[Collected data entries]
---*---

//! Throttling support
//!
//! The remote signals overload with HTTP 429 (or 503) and an optional
//! `Retry-After` header. The client turns that into
//! `RemoteError::Throttled { retry_after }`; the scheduler then uses the
//! pause as a lower bound for the task's next backoff delay.

use std::time::Duration;

use reqwest::header::{HeaderMap, RETRY_AFTER};
use tracing::warn;

/// Pause assumed when the remote throttles without a usable `Retry-After`
pub const DEFAULT_RETRY_AFTER: Duration = Duration::from_secs(30);

/// Longest pause honoured from a `Retry-After` header
pub const MAX_RETRY_AFTER: Duration = Duration::from_secs(3600);

/// Parse a Retry-After header value into a Duration.
///
/// The header can be either:
/// - An integer number of seconds (e.g., "30")
/// - An HTTP-date (e.g., "Fri, 31 Dec 2027 23:59:59 GMT"), taken relative to now
///
/// Values beyond [`MAX_RETRY_AFTER`] are clamped. Falls back to `default`
/// if parsing fails.
pub fn parse_retry_after(value: &str, default: Duration) -> Duration {
    let value = value.trim();

    if let Ok(seconds) = value.parse::<u64>() {
        return Duration::from_secs(seconds).min(MAX_RETRY_AFTER);
    }

    if let Ok(date) = chrono::DateTime::parse_from_rfc2822(value) {
        let diff = date.with_timezone(&chrono::Utc) - chrono::Utc::now();
        return match diff.to_std() {
            Ok(d) => d.min(MAX_RETRY_AFTER),
            // Date already passed
            Err(_) => Duration::ZERO,
        };
    }

    warn!(value, "Could not parse Retry-After header, using default");
    default
}

/// Reads the `Retry-After` header from a response, if present
pub fn retry_after_from_headers(headers: &HeaderMap) -> Duration {
    headers
        .get(RETRY_AFTER)
        .and_then(|v| v.to_str().ok())
        .map(|v| parse_retry_after(v, DEFAULT_RETRY_AFTER))
        .unwrap_or(DEFAULT_RETRY_AFTER)
}
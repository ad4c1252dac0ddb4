//! SQLite implementation of IBlockStore
//!
//! Blocks are immutable: `add` ignores addresses already present. Stored
//! rows are re-verified against their address on read, so a corrupted row
//! surfaces as [`CacheError::CorruptBlock`] instead of being pushed to the
//! remote. The underlying `DomainError` stays reachable through the error's
//! source chain.

use chrono::Utc;
use sqlx::sqlite::SqliteRow;
use sqlx::{QueryBuilder, Row, Sqlite, SqlitePool};

use filesync_core::domain::{Block, Cid};
use filesync_core::ports::IBlockStore;

use crate::CacheError;

/// SQLite bind-variable headroom per `IN (...)` query
const LOOKUP_CHUNK: usize = 500;

/// SQLite-backed local block store
pub struct SqliteBlockStore {
    pool: SqlitePool,
}

impl SqliteBlockStore {
    /// Creates a new block store using the given connection pool
    pub fn new(pool: SqlitePool) -> Self {
        Self { pool }
    }

    /// Number of stored blocks
    pub async fn count(&self) -> Result<u64, CacheError> {
        let n: i64 = sqlx::query_scalar("SELECT COUNT(*) FROM blocks")
            .fetch_one(&self.pool)
            .await?;
        Ok(n as u64)
    }
}

fn parse_cid(s: &str) -> Result<Cid, CacheError> {
    s.parse::<Cid>()
        .map_err(|e| CacheError::SerializationError(e.to_string()))
}

fn block_from_row(row: &SqliteRow) -> Result<Block, CacheError> {
    let cid = parse_cid(&row.get::<String, _>("cid"))?;
    let links_json: String = row.get("links");
    let data: Vec<u8> = row.get("data");

    let links: Vec<String> = serde_json::from_str(&links_json).map_err(|e| {
        CacheError::SerializationError(format!("Failed to parse links of {}: {}", cid, e))
    })?;
    let links = links
        .iter()
        .map(|l| parse_cid(l))
        .collect::<Result<Vec<_>, _>>()?;

    Block::from_parts(cid, links, data).map_err(|source| CacheError::CorruptBlock {
        cid: cid.to_string(),
        source,
    })
}

#[async_trait::async_trait]
impl IBlockStore for SqliteBlockStore {
    async fn get(&self, cid: &Cid) -> anyhow::Result<Option<Block>> {
        let row = sqlx::query("SELECT cid, links, data FROM blocks WHERE cid = ?")
            .bind(cid.to_string())
            .fetch_optional(&self.pool)
            .await?;

        match row {
            Some(ref r) => Ok(Some(block_from_row(r)?)),
            None => Ok(None),
        }
    }

    async fn add(&self, blocks: &[Block]) -> anyhow::Result<()> {
        if blocks.is_empty() {
            return Ok(());
        }

        let now = Utc::now().to_rfc3339();
        let mut tx = self.pool.begin().await?;
        for block in blocks {
            let links: Vec<String> = block.links().iter().map(Cid::to_string).collect();
            let links_json = serde_json::to_string(&links)?;
            sqlx::query(
                "INSERT OR IGNORE INTO blocks (cid, links, data, created_at) VALUES (?, ?, ?, ?)",
            )
            .bind(block.cid().to_string())
            .bind(links_json)
            .bind(block.data())
            .bind(&now)
            .execute(&mut *tx)
            .await?;
        }
        tx.commit().await?;

        tracing::trace!(count = blocks.len(), "Stored blocks");
        Ok(())
    }

    async fn delete(&self, cid: &Cid) -> anyhow::Result<()> {
        sqlx::query("DELETE FROM blocks WHERE cid = ?")
            .bind(cid.to_string())
            .execute(&self.pool)
            .await?;
        Ok(())
    }

    async fn exists_cids(&self, cids: &[Cid]) -> anyhow::Result<Vec<Cid>> {
        let mut present = std::collections::HashSet::with_capacity(cids.len());

        for chunk in cids.chunks(LOOKUP_CHUNK) {
            let mut query: QueryBuilder<Sqlite> =
                QueryBuilder::new("SELECT cid FROM blocks WHERE cid IN (");
            let mut separated = query.separated(", ");
            for cid in chunk {
                separated.push_bind(cid.to_string());
            }
            separated.push_unseparated(")");

            let found: Vec<String> = query
                .build_query_scalar::<String>()
                .fetch_all(&self.pool)
                .await?;
            for s in found {
                present.insert(parse_cid(&s)?);
            }
        }

        Ok(cids.iter().filter(|c| present.contains(*c)).copied().collect())
    }
}
//! File deletion: `DELETE /spaces/{space}/files/{file}`

use filesync_core::ports::{IRemoteStore, RemoteError};
use wiremock::matchers::{method, path};
use wiremock::{Mock, ResponseTemplate};

use crate::common;

#[tokio::test]
async fn test_delete_file_succeeds() {
    let (server, client) = common::setup_remote_mock().await;

    Mock::given(method("DELETE"))
        .and(path("/spaces/space1/files/file1"))
        .respond_with(ResponseTemplate::new(204))
        .expect(1)
        .mount(&server)
        .await;

    client
        .delete_file(&common::space(), &common::file())
        .await
        .expect("delete failed");
}

#[tokio::test]
async fn test_delete_absent_file_is_success() {
    let (server, client) = common::setup_remote_mock().await;

    Mock::given(method("DELETE"))
        .and(path("/spaces/space1/files/file1"))
        .respond_with(ResponseTemplate::new(404))
        .expect(2)
        .mount(&server)
        .await;

    client
        .delete_file(&common::space(), &common::file())
        .await
        .unwrap();
    client
        .delete_file(&common::space(), &common::file())
        .await
        .unwrap();
}

#[tokio::test]
async fn test_delete_unauthorized_is_fatal() {
    let (server, client) = common::setup_remote_mock().await;

    Mock::given(method("DELETE"))
        .and(path("/spaces/space1/files/file1"))
        .respond_with(ResponseTemplate::new(401))
        .mount(&server)
        .await;

    let err = client
        .delete_file(&common::space(), &common::file())
        .await
        .unwrap_err();
    assert!(matches!(err, RemoteError::Unauthorized(_)));
    assert!(!err.is_retryable());
}

#[tokio::test]
async fn test_delete_request_timeout_is_retryable() {
    let (server, client) = common::setup_remote_mock().await;

    Mock::given(method("DELETE"))
        .and(path("/spaces/space1/files/file1"))
        .respond_with(ResponseTemplate::new(408))
        .mount(&server)
        .await;

    let err = client
        .delete_file(&common::space(), &common::file())
        .await
        .unwrap_err();
    assert!(matches!(err, RemoteError::Timeout));
    assert!(err.is_retryable());
}
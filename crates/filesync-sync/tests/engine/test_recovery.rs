//! Crash recovery and graceful shutdown

use filesync_core::domain::{FileSyncState, SyncEvent};
use filesync_core::ports::RemoteError;

use crate::common::{next_event, space, test_config, FakeRemote, Harness};

#[tokio::test]
async fn test_pending_tasks_survive_restart() {
    let dir = tempfile::tempdir().unwrap();
    let db = dir.path().join("filesync.db");
    let remote = FakeRemote::new();

    let (file, blocks) = {
        let h = Harness::on_disk(test_config().build(), &db, remote.clone()).await;
        let (file, blocks) = h.store_file(&[b"durable", b"payload"]).await;
        h.sync.add_file(&space(), &file).await.unwrap();
        h.sync
            .remove_file(&space(), &filesync_core::domain::FileId::new("gone").unwrap())
            .await
            .unwrap();
        // Dropped without ever starting workers, as if the process died
        h.pool.close().await;
        (file, blocks)
    };

    let h = Harness::on_disk(test_config().build(), &db, remote.clone()).await;
    assert_eq!(h.sync.sync_status().queue_len, 2);
    assert_eq!(
        h.sync.file_status(&space(), &file).unwrap().state,
        FileSyncState::Pending
    );

    h.start();
    h.wait_idle().await;

    assert_eq!(remote.pushed().len(), blocks.len());
    assert_eq!(remote.delete_calls().len(), 1);
    h.stop().await;
}

#[tokio::test]
async fn test_failure_history_survives_restart() {
    let dir = tempfile::tempdir().unwrap();
    let db = dir.path().join("filesync.db");
    let remote = FakeRemote::new();
    let config = test_config()
        .retry_base_delay_ms(60_000)
        .retry_max_delay_ms(60_000)
        .build();

    let file = {
        let h = Harness::on_disk(config.clone(), &db, remote.clone()).await;
        let mut events = h.sync.subscribe();
        let (file, _) = h.store_file(&[b"retry me"]).await;
        remote.fail_next(1, RemoteError::Unavailable("502 Bad Gateway".into()));
        h.sync.add_file(&space(), &file).await.unwrap();
        h.start();
        next_event(&mut events, |e| matches!(e, SyncEvent::Retrying { .. })).await;
        h.stop().await;
        h.pool.close().await;
        file
    };

    // Backoff is cleared on restart by default, the attempt count is kept
    let h = Harness::on_disk(config, &db, remote.clone()).await;
    let snapshot = h.sync.file_status(&space(), &file).unwrap();
    assert_eq!(snapshot.attempts, 1);
    assert_eq!(snapshot.state, FileSyncState::Pending);

    h.start();
    h.wait_idle().await;
    assert!(remote.has_file(&space(), &file));
    h.stop().await;
}

#[tokio::test]
async fn test_backoff_honored_across_restart_when_configured() {
    let dir = tempfile::tempdir().unwrap();
    let db = dir.path().join("filesync.db");
    let remote = FakeRemote::new();
    let config = test_config()
        .retry_base_delay_ms(60_000)
        .retry_max_delay_ms(60_000)
        .retry_honor_backoff_on_restart(true)
        .build();

    let file = {
        let h = Harness::on_disk(config.clone(), &db, remote.clone()).await;
        let mut events = h.sync.subscribe();
        let (file, _) = h.store_file(&[b"patience"]).await;
        remote.fail_next(1, RemoteError::Timeout);
        h.sync.add_file(&space(), &file).await.unwrap();
        h.start();
        next_event(&mut events, |e| matches!(e, SyncEvent::Retrying { .. })).await;
        h.stop().await;
        h.pool.close().await;
        file
    };

    let h = Harness::on_disk(config, &db, remote).await;
    assert!(matches!(
        h.sync.file_status(&space(), &file).unwrap().state,
        FileSyncState::BackedOff { .. }
    ));
    assert_eq!(h.sync.sync_status().backed_off, 1);
}

#[tokio::test]
async fn test_shutdown_releases_in_flight_task() {
    let h = Harness::new(test_config().build()).await;
    let (file, blocks) = h.store_file(&[b"interrupted"]).await;

    h.remote.hold();
    h.sync.add_file(&space(), &file).await.unwrap();
    h.start();
    h.remote.wait_held().await;
    assert_eq!(h.sync.sync_status().in_flight, 1);

    h.stop().await;
    assert!(!h.sync.is_running());

    // Interrupted, not failed: no attempt recorded
    let snapshot = h.sync.file_status(&space(), &file).unwrap();
    assert_eq!(snapshot.state, FileSyncState::Pending);
    assert_eq!(snapshot.attempts, 0);
    assert!(h.remote.pushed().is_empty());

    h.remote.release();
    h.start();
    h.wait_idle().await;
    assert_eq!(h.remote.pushed().len(), blocks.len());
    h.stop().await;
}

#[tokio::test]
async fn test_start_is_idempotent() {
    let h = Harness::new(test_config().build()).await;
    assert!(h.sync.start(&h.shutdown));
    assert!(!h.sync.start(&h.shutdown));
    assert!(h.sync.is_running());
    h.stop().await;
    assert!(!h.sync.is_running());
}

#[tokio::test]
async fn test_cancelling_parent_token_stops_workers() {
    let h = Harness::new(test_config().build()).await;
    let (file, _) = h.store_file(&[b"never sent"]).await;
    h.start();
    h.shutdown.cancel();

    h.sync.add_file(&space(), &file).await.unwrap();
    tokio::time::sleep(std::time::Duration::from_millis(100)).await;
    assert_eq!(h.sync.sync_status().queue_len, 1);
    assert!(h.remote.calls().is_empty());
}
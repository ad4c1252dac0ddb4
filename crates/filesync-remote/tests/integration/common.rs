//! Shared test helpers for remote store integration tests

use filesync_core::domain::{Block, FileId, SpaceId};
use filesync_remote::HttpRemoteStore;
use wiremock::MockServer;

pub const TOKEN: &str = "test-token";

/// Starts a mock server and returns an authenticated client pointing at it
pub async fn setup_remote_mock() -> (MockServer, HttpRemoteStore) {
    let server = MockServer::start().await;
    let client = HttpRemoteStore::with_base_url(&server.uri())
        .expect("mock server URI is valid")
        .with_api_token(TOKEN);
    (server, client)
}

pub fn space() -> SpaceId {
    SpaceId::new("space1").unwrap()
}

pub fn file() -> FileId {
    FileId::new("file1").unwrap()
}

/// Three leaf blocks with distinct contents
pub fn blocks() -> Vec<Block> {
    vec![
        Block::leaf(b"one".to_vec()),
        Block::leaf(b"two".to_vec()),
        Block::leaf(b"three".to_vec()),
    ]
}
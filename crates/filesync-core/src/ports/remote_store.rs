//! Remote store port (driven/secondary port)
//!
//! This module defines the network boundary of the sync engine: the remote
//! file service that stores blocks per space. The engine only ever asks
//! which blocks the remote already has, pushes the missing ones, and
//! requests file deletion.
//!
//! ## Design Notes
//!
//! - Unlike the local ports, errors here are typed ([`RemoteError`]) because
//!   the scheduler must tell retryable failures from terminal ones.
//! - `push_blocks` and `delete_file` must be idempotent on the remote side:
//!   blocks are deduplicated by address and deleting an absent file succeeds.

use std::collections::HashSet;
use std::time::Duration;

use thiserror::Error;

use crate::domain::{Block, Cid, FileId, SpaceId};

/// Errors reported by a remote store implementation
#[derive(Debug, Error, Clone, PartialEq, Eq)]
pub enum RemoteError {
    /// Connection-level failure (refused, reset, DNS)
    #[error("Network error: {0}")]
    Network(String),

    /// The call did not complete in time
    #[error("Request timed out")]
    Timeout,

    /// The remote asked us to slow down
    #[error("Throttled by remote, retry after {retry_after:?}")]
    Throttled {
        /// Minimum pause requested by the remote
        retry_after: Duration,
    },

    /// The remote is temporarily unable to serve (5xx)
    #[error("Remote unavailable: {0}")]
    Unavailable(String),

    /// Credentials rejected or access to the space denied
    #[error("Unauthorized: {0}")]
    Unauthorized(String),

    /// The space or file reference is permanently invalid
    #[error("Not found: {0}")]
    NotFound(String),

    /// The remote refused the request as malformed or too large
    #[error("Rejected by remote: {0}")]
    Rejected(String),

    /// The remote answered with something we cannot interpret
    #[error("Invalid response: {0}")]
    InvalidResponse(String),
}

impl RemoteError {
    /// Whether retrying the same call later may succeed
    pub fn is_retryable(&self) -> bool {
        matches!(
            self,
            Self::Network(_) | Self::Timeout | Self::Throttled { .. } | Self::Unavailable(_)
        )
    }

    /// Minimum delay the remote asked for, if any
    pub fn retry_after(&self) -> Option<Duration> {
        match self {
            Self::Throttled { retry_after } => Some(*retry_after),
            _ => None,
        }
    }
}

/// Port trait for the remote file service
#[async_trait::async_trait]
pub trait IRemoteStore: Send + Sync {
    /// Returns the subset of `cids` the remote already stores for `space`
    ///
    /// An empty input yields an empty set without a network call.
    async fn exists_remotely(
        &self,
        space: &SpaceId,
        cids: &[Cid],
    ) -> Result<HashSet<Cid>, RemoteError>;

    /// Uploads block payloads and associates them with `file`
    ///
    /// Safe to call repeatedly with blocks that are already present.
    async fn push_blocks(
        &self,
        space: &SpaceId,
        file: &FileId,
        blocks: Vec<Block>,
    ) -> Result<(), RemoteError>;

    /// Removes `file` from the remote; succeeds if it is already absent
    async fn delete_file(&self, space: &SpaceId, file: &FileId) -> Result<(), RemoteError>;
}
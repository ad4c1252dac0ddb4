//! Local block store port (driven/secondary port)
//!
//! The local content-addressed block store owned by the content-addressing
//! layer. The sync engine only reads from it; `add` and `delete` exist for
//! the layers that produce and garbage-collect content.
//!
//! ## Design Notes
//!
//! - Uses `anyhow::Result` because storage errors are adapter-specific
//!   and don't need domain-level classification.
//! - Absence is not an error: `get` returns `Ok(None)`.

use crate::domain::{Block, Cid};

/// Port trait for the local content-addressed block store
#[async_trait::async_trait]
pub trait IBlockStore: Send + Sync {
    /// Fetches a block by address, `None` if absent
    async fn get(&self, cid: &Cid) -> anyhow::Result<Option<Block>>;

    /// Stores blocks; already-present blocks are left untouched
    async fn add(&self, blocks: &[Block]) -> anyhow::Result<()>;

    /// Removes a block; removing an absent block succeeds
    async fn delete(&self, cid: &Cid) -> anyhow::Result<()>;

    /// Returns the subset of `cids` present locally, in input order
    async fn exists_cids(&self, cids: &[Cid]) -> anyhow::Result<Vec<Cid>>;
}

---*---

WHAT THE TASK ASKS »
When you reach the line containing "SQLite-backed local block store" in the data above, start copying exactly, and stop after the line containing "fn parse_cid(s: &str)".

ANSWER FOR THE TASK »
/// SQLite-backed local block store
pub struct SqliteBlockStore {
    pool: SqlitePool,
}

impl SqliteBlockStore {
    /// Creates a new block store using the given connection pool
    pub fn new(pool: SqlitePool) -> Self {
        Self { pool }
    }

    /// Number of stored blocks
    pub async fn count(&self) -> Result<u64, CacheError> {
        let n: i64 = sqlx::query_scalar("SELECT COUNT(*) FROM blocks")
            .fetch_one(&self.pool)
            .await?;
        Ok(n as u64)
    }
}

fn parse_cid(s: &str) -> Result<Cid, CacheError> {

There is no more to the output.